Ich bin schon missverstanden worden. „Drucken Sie doch auch noch das Zeichen für Radioaktivität drauf“, rief mir ein empörter Lobbyist der Textilindustrie auf einer Tagung zu, als hätte ich wirklich vor, solche Etiketten in Kleidung einzudrucken und er müsse das sofort lächerlich machen.
Im Ernst, ich will keine Totenköpfe auf Kleidung. Dieses Etikett steht nur für mein Ringen um Transparenz. Ich will wissen, was in Kleidung steckt und nicht im Dunkeln gelassen werden. Das ist ein modernes Bürgerrecht, finde ich. Die Industrie möchte gläserne Kunden? Ich möchte gläserne Produkte.

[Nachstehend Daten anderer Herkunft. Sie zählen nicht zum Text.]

//! Eligibility filters: which nodes get visited, which of their sources
//! get checked.

use std::collections::BTreeSet;

use crate::parse::types::Node;

/// Allow-set of node kinds, fixed at construction.
#[derive(Debug, Clone, PartialEq, Eq)]
pub struct NodeFilter {
    kinds: BTreeSet<String>,
    skip_tags: BTreeSet<String>,
}

impl NodeFilter {
    pub fn new<K, T>(kinds: K, skip_tags: T) -> Self
    where
        K: IntoIterator,
        K::Item: Into<String>,
        T: IntoIterator,
        T::Item: Into<String>,
    {
        NodeFilter {
            kinds: kinds.into_iter().map(Into::into).collect(),
            skip_tags: skip_tags.into_iter().map(Into::into).collect(),
        }
    }

    pub fn allows_kind(&self, kind: &str) -> bool {
        self.kinds.contains(kind)
    }

    /// True when the node's kind is allowed and it carries no opt-out tag.
    pub fn accepts(&self, node: &Node) -> bool {
        self.allows_kind(&node.kind) && !self.skip_tags.iter().any(|t| node.has_tag(t))
    }
}

/// Recognizes the checked language's source files by extension.
#[derive(Debug, Clone, PartialEq, Eq)]
pub struct SourceFilter {
    extensions: Vec<String>,
}

impl SourceFilter {
    pub fn new<I>(extensions: I) -> Self
    where
        I: IntoIterator,
        I::Item: Into<String>,
    {
        SourceFilter {
            extensions: extensions.into_iter().map(Into::into).collect(),
        }
    }

    pub fn is_checkable(&self, src: &str) -> bool {
        self.extensions
            .iter()
            .any(|ext| src.len() > ext.len() && src.ends_with(ext.as_str()))
    }

    /// Ordered subset of `srcs` that qualifies for checking.
    pub fn select(&self, srcs: &[String]) -> Vec<String> {
        srcs.iter()
            .filter(|src| self.is_checkable(src))
            .cloned()
            .collect()
    }
}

Diese Haltung zeichnet auch die neue Verbraucherkolumne, die ich ab jetzt in der Zeitschrift „STERN gesund leben“ schreibe und die STERN.de ab Mittwoch, den 22. Juli mit einem Blog von mir begleitet. Dort können auch Fragen gestellt werden und ich sorge für Antworten. Mein Modeblog läuft weiter, ich erweitere nur ein bisschen meinen Radius und greife auch andere Themen aus unserem Konsum-Alltag auf – wie gewohnt mit spitzer Feder.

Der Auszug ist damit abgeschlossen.